Excerpts from a dataset:

use chrono::{DateTime, Utc};
use tokio::sync::mpsc::{self, UnboundedReceiver, UnboundedSender};
use tracing::{debug, info, warn};

use mind_core::Clock;
use mind_core::bank::{QuestionBank, QuestionCatalog};
use mind_core::model::{
    Answer, AssessmentMode, AssessmentSettings, MiniGameResult, MiniGameType, Question,
    ResultsModel, SessionId, SettingsError, TimeoutPolicy,
};
use mind_core::scoring;

use super::listeners::{Listeners, SubscriptionId};
use super::plan::QuestionPlanner;
use super::progress::SessionProgress;
use super::state::{SessionState, is_mini_game_slot};
use crate::error::SessionError;
use crate::mini_games::{MiniGameAdapter, MiniGamePicker};
use crate::sound::{NullSound, SoundEvent, SoundSink};
use crate::timer::{TimerController, TimerHandle};

//
// ─── SIGNALS ───────────────────────────────────────────────────────────────────
//

/// Callback traffic routed back into the session through its inbox.
#[derive(Debug, Clone, PartialEq)]
enum SessionSignal {
    Tick {
        question_index: usize,
        remaining: u32,
    },
    Expired {
        question_index: usize,
    },
    MiniGameCompleted {
        slot: usize,
        result: MiniGameResult,
    },
}

//
// ─── SESSION ───────────────────────────────────────────────────────────────────
//

/// One assessment run: question position, answers, mini-game slots and the
/// transition rules between them.
///
/// Timer and mini-game callbacks never touch the session directly. They post
/// signals to an inbox that [`AssessmentSession::poll`] drains, so every
/// state change happens on the caller's thread, in order.
pub struct AssessmentSession {
    id: SessionId,
    catalog: QuestionCatalog,
    settings: AssessmentSettings,
    clock: Clock,
    sound: Arc<dyn SoundSink>,
    adapter: MiniGameAdapter,
    picker: MiniGamePicker,
    timer: TimerController,
    active_timer: Option<TimerHandle>,
    listeners: Listeners,
    inbox_tx: UnboundedSender<SessionSignal>,
    inbox_rx: UnboundedReceiver<SessionSignal>,

    state: SessionState,
    bank: Option<QuestionBank>,
    current: usize,
    furthest: usize,
    answers: Vec<Answer>,
    mini_game_slots: BTreeSet<usize>,
    mini_game_results: BTreeMap<MiniGameType, MiniGameResult>,
    results: Option<ResultsModel>,
    started_at: Option<DateTime<Utc>>,
    completed_at: Option<DateTime<Utc>>,
}

impl fmt::Debug for AssessmentSession {
    fn fmt(&self, f: &mut fmt::Formatter<'_>) -> fmt::Result {
        f.debug_struct("AssessmentSession")
            .field("id", &self.id)
            .field("state", &self.state)
            .field("current", &self.current)
            .field("answers", &self.answers.len())
            .field("mini_game_results", &self.mini_game_results.len())
            .finish_non_exhaustive()
    }
}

Description of the task:
Copy each entry above exactly, character for character.

Answer for the task:
use chrono::{DateTime, Utc};
use tokio::sync::mpsc::{self, UnboundedReceiver, UnboundedSender};
use tracing::{debug, info, warn};

use mind_core::Clock;
use mind_core::bank::{QuestionBank, QuestionCatalog};
use mind_core::model::{
    Answer, AssessmentMode, AssessmentSettings, MiniGameResult, MiniGameType, Question,
    ResultsModel, SessionId, SettingsError, TimeoutPolicy,
};
use mind_core::scoring;

use super::listeners::{Listeners, SubscriptionId};
use super::plan::QuestionPlanner;
use super::progress::SessionProgress;
use super::state::{SessionState, is_mini_game_slot};
use crate::error::SessionError;
use crate::mini_games::{MiniGameAdapter, MiniGamePicker};
use crate::sound::{NullSound, SoundEvent, SoundSink};
use crate::timer::{TimerController, TimerHandle};

//
// ─── SIGNALS ───────────────────────────────────────────────────────────────────
//

/// Callback traffic routed back into the session through its inbox.
#[derive(Debug, Clone, PartialEq)]
enum SessionSignal {
    Tick {
        question_index: usize,
        remaining: u32,
    },
    Expired {
        question_index: usize,
    },
    MiniGameCompleted {
        slot: usize,
        result: MiniGameResult,
    },
}

//
// ─── SESSION ───────────────────────────────────────────────────────────────────
//

/// One assessment run: question position, answers, mini-game slots and the
/// transition rules between them.
///
/// Timer and mini-game callbacks never touch the session directly. They post
/// signals to an inbox that [`AssessmentSession::poll`] drains, so every
/// state change happens on the caller's thread, in order.
pub struct AssessmentSession {
    id: SessionId,
    catalog: QuestionCatalog,
    settings: AssessmentSettings,
    clock: Clock,
    sound: Arc<dyn SoundSink>,
    adapter: MiniGameAdapter,
    picker: MiniGamePicker,
    timer: TimerController,
    active_timer: Option<TimerHandle>,
    listeners: Listeners,
    inbox_tx: UnboundedSender<SessionSignal>,
    inbox_rx: UnboundedReceiver<SessionSignal>,

    state: SessionState,
    bank: Option<QuestionBank>,
    current: usize,
    furthest: usize,
    answers: Vec<Answer>,
    mini_game_slots: BTreeSet<usize>,
    mini_game_results: BTreeMap<MiniGameType, MiniGameResult>,
    results: Option<ResultsModel>,
    started_at: Option<DateTime<Utc>>,
    completed_at: Option<DateTime<Utc>>,
}

impl fmt::Debug for AssessmentSession {
    fn fmt(&self, f: &mut fmt::Formatter<'_>) -> fmt::Result {
        f.debug_struct("AssessmentSession")
            .field("id", &self.id)
            .field("state", &self.state)
            .field("current", &self.current)
            .field("answers", &self.answers.len())
            .field("mini_game_results", &self.mini_game_results.len())
            .finish_non_exhaustive()
    }
}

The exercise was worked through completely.